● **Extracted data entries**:

- Opening Delimiter -

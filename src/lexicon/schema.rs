//! Table schemas for the per-domain datasets.
//!
//! Schemas are fixed at deployment; the registry is the single source of
//! truth both for the Query Builder (column resolution) and the Query
//! Service (server-side re-validation).

use serde::{Deserialize, Serialize};

/// Semantic type of a column, as the builder needs to reason about it.
#[derive(Debug, Clone, Copy, PartialEq, Eq, Serialize, Deserialize)]
#[serde(rename_all = "snake_case")]
pub enum ColumnType {
    Text,
    Integer,
    Real,
    /// Integer column holding a calendar year.
    Year,
    /// Text column holding a `YYYY-MM-DD` date string; point-time filters
    /// become prefix matches.
    DateText,
    /// Wide-format column whose *name* is a year (EDGAR emissions tables);
    /// time filters select columns instead of rows.
    YearColumn,
}

impl ColumnType {
    /// SQL-facing type name, used by `describe_table`.
    pub fn sql_name(&self) -> &'static str {
        match self {
            ColumnType::Text | ColumnType::DateText => "TEXT",
            ColumnType::Integer | ColumnType::Year => "INTEGER",
            ColumnType::Real | ColumnType::YearColumn => "REAL",
        }
    }
}

/// A column definition within a registered table.
#[derive(Debug, Clone, PartialEq, Eq, Serialize, Deserialize)]
pub struct ColumnDef {
    pub name: String,
    #[serde(rename = "type")]
    pub ty: ColumnType,
}

impl ColumnDef {
    pub fn new(name: impl Into<String>, ty: ColumnType) -> Self {
        Self {
            name: name.into(),
            ty,
        }
    }
}

/// An ordered table schema.
#[derive(Debug, Clone, PartialEq, Eq, Serialize, Deserialize)]
pub struct TableSchema {
    pub name: String,
    pub columns: Vec<ColumnDef>,
}

impl TableSchema {
    pub fn new(name: impl Into<String>, columns: Vec<ColumnDef>) -> Self {
        Self {
            name: name.into(),
            columns,
        }
    }

    /// Look up a column by exact name.
    pub fn column(&self, name: &str) -> Option<&ColumnDef> {
        self.columns.iter().find(|c| c.name == name)
    }

    pub fn has_column(&self, name: &str) -> bool {
        self.column(name).is_some()
    }

    /// Names of the wide-format year columns within an inclusive range,
    /// in ascending order.
    pub fn year_columns_in(&self, start: u16, end: u16) -> Vec<String> {
        self.columns
            .iter()
            .filter(|c| c.ty == ColumnType::YearColumn)
            .filter_map(|c| {
                c.name
                    .parse::<u16>()
                    .ok()
                    .filter(|y| (start..=end).contains(y))
                    .map(|_| c.name.clone())
            })
            .collect()
    }
}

- Closing Delimiter -

In the records above, each line with the string "Deserialize" should be copied.

● **WRITTEN RESPONSE**:
use serde::{Deserialize, Serialize};
#[derive(Debug, Clone, Copy, PartialEq, Eq, Serialize, Deserialize)]
#[derive(Debug, Clone, PartialEq, Eq, Serialize, Deserialize)]
#[derive(Debug, Clone, PartialEq, Eq, Serialize, Deserialize)]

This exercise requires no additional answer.